No vimos a Medardo, ni a Edwin Carache, ni al maratonista Alex Vanegas. No vimos a tantos que aún permanecen en la oscuridad de esta noche roja y negra que se va quebrando con el alba. De algunos, seguramente olvidaremos sus nombres y sus historias pasarán a contarse en familia. Pero habrá algo que nunca olvidaremos: cómo nuestras hermanas y hermanos de los pijamas azules siguen sosteniendo la sonrisa, como si recogieran las de aquellos que perdieron sus vidas y esperanzas, las de los golpeados y abusados o los que ya no tienen fuerza de abrir los labios. Entendimos el mensaje invencible de la sonrisa blanca sobre pijamas azules, colores de bandera de este país-revolución.
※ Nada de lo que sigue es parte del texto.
//! Risk levels and the keyword-based [`RiskProfile`] heuristic.
//!
//! This heuristic classifies a tool from its *name and description
//! text*, independent of any particular call — it is the one shared
//! function behind both the certificate a new tool gets baselined
//! with and the risk annotation the protocol proxy attaches to a
//! `tools/list` response. It is intentionally distinct from
//! `jadegate_dag`'s category sets, which classify a tool *by exact
//! name* for the call-graph detectors; the two serve different
//! purposes and are not meant to be unified.

use serde::{Deserialize, Serialize};

/// Qualitative risk level assigned to a tool.
#[derive(Debug, Clone, Copy, PartialEq, Eq, Serialize, Deserialize)]
#[serde(rename_all = "lowercase")]
pub enum RiskLevel {
    /// No elevated capability detected.
    Low,
    /// Some elevated capability (network, file access) detected.
    Medium,
    /// Both network and file access, or exfiltration-shaped behavior.
    High,
    /// Shell or process execution capability.
    Critical,
    /// No classification has been made yet.
    Unknown,
}

impl RiskLevel {
    /// Numeric rank used to compare levels, with `Unknown` ranked below
    /// every known level (so a tool moving from `Unknown` to anything
    /// else, or from a known level to a strictly higher one, counts as
    /// an escalation). Deliberately not a derived `Ord` impl: the
    /// declaration order of the enum documents the level names, not
    /// their comparison order.
    #[must_use]
    pub fn rank(self) -> i8 {
        match self {
            RiskLevel::Unknown => -1,
            RiskLevel::Low => 0,
            RiskLevel::Medium => 1,
            RiskLevel::High => 2,
            RiskLevel::Critical => 3,
        }
    }
}

impl std::fmt::Display for RiskLevel {
    fn fmt(&self, f: &mut std::fmt::Formatter<'_>) -> std::fmt::Result {
        let s = match self {
            RiskLevel::Low => "low",
            RiskLevel::Medium => "medium",
            RiskLevel::High => "high",
            RiskLevel::Critical => "critical",
            RiskLevel::Unknown => "unknown",
        };
        write!(f, "{s}")
    }
}

impl Default for RiskLevel {
    fn default() -> Self {
        RiskLevel::Unknown
    }
}

/// A capability/risk assessment for a tool, either auto-generated from
/// its metadata via [`RiskProfile::from_tool_info`] or loaded from a
/// stored certificate.
#[derive(Debug, Clone, PartialEq, Serialize, Deserialize)]
pub struct RiskProfile {
    /// Overall qualitative risk level.
    pub level: RiskLevel,
    /// Capability tags detected (`"network"`, `"filesystem"`, `"shell"`,
    /// `"data_send"`, `"read_only"`).
    pub capabilities: Vec<String>,
    /// Whether the tool appears to make network calls.
    pub network_access: bool,
    /// Whether the tool appears to access the filesystem.
    pub file_access: bool,
    /// Whether the tool appears to execute shell commands or processes.
    pub shell_access: bool,
    /// Whether the tool's description suggests it sends data out.
    pub data_exfil_risk: bool,
}

impl Default for RiskProfile {
    fn default() -> Self {
        Self {
            level: RiskLevel::Unknown,
            capabilities: Vec::new(),
            network_access: false,
            file_access: false,
            shell_access: false,
            data_exfil_risk: false,
        }
    }
}

const NETWORK_KEYWORDS: &[&str] = &["http", "fetch", "request", "url", "api", "webhook", "curl"];
const FILE_KEYWORDS: &[&str] = &["file", "read", "write", "path", "directory", "folder"];
const SHELL_KEYWORDS: &[&str] = &["exec", "shell", "command", "run", "bash", "terminal"];
const EXFIL_KEYWORDS: &[&str] = &["send", "email", "post", "upload", "push"];
const READ_ONLY_KEYWORDS: &[&str] = &["search", "query", "list", "get"];

impl RiskProfile {
    /// Classify a tool from its name and description text. A tool with
    /// shell access is always `critical`; network-plus-file access is
    /// `high`; network access or exfiltration-shaped behavior alone is
    /// `medium`; file access alone is `medium`; otherwise `low`.
    #[must_use]
    pub fn from_tool_info(name: &str, description: &str) -> Self {
        let text = format!("{name} {description}").to_lowercase();
        let mut capabilities = Vec::new();

        let network_access = NETWORK_KEYWORDS.iter().any(|kw| text.contains(kw));
        if network_access {
            capabilities.push("network".to_string());
        }
        let file_access = FILE_KEYWORDS.iter().any(|kw| text.contains(kw));
        if file_access {
            capabilities.push("filesystem".to_string());
        }
        let shell_access = SHELL_KEYWORDS.iter().any(|kw| text.contains(kw));
        if shell_access {
            capabilities.push("shell".to_string());
        }
        let data_exfil_risk = EXFIL_KEYWORDS.iter().any(|kw| text.contains(kw));
        if data_exfil_risk {
            capabilities.push("data_send".to_string());
        }
        if READ_ONLY_KEYWORDS.iter().any(|kw| text.contains(kw)) {
            capabilities.push("read_only".to_string());
        }

        let level = if shell_access {
            RiskLevel::Critical
        } else if network_access && file_access {
            RiskLevel::High
        } else if network_access || data_exfil_risk {
            RiskLevel::Medium
        } else if file_access {
            RiskLevel::Medium
        } else {
            RiskLevel::Low
        };

        Self {
            level,
            capabilities,
            network_access,
            file_access,
            shell_access,
            data_exfil_risk,
        }
    }
}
No sé quién cose y plancha los pijamas azules que llevan nuestras hermanas y hermanos presos. Sea quien sea, me gustaría pensar que los cose como caricias. El día de mañana, esos pijamas serán parte de un museo de la dignidad. Ni siquiera sé si son hombres o mujeres los encargados de coser esos pijamas.

Me atrevo a sospechar que son mujeres. Aún arrastramos demasiado machismo como para imaginarlo de otro modo. Mi propia madre también cosió mucho tiempo y sé del amor que hay detrás de ese oficio. Así que imagino a una mujer cosiendo de noche esos pijamas azules, y le encomiendo una aguja que no hiera, una plancha que no queme. Estoy seguro que algún día, usted, madre (si así me permite llamarle), también contará la historia de cómo los doblaba, recién lavados con olor a patio de primeras lluvias; de cómo los enviaba con cuidado. Hágalo con honor, madre, no se avergüence. Esos pijamas van a vestir la piel de la dignidad de un pueblo.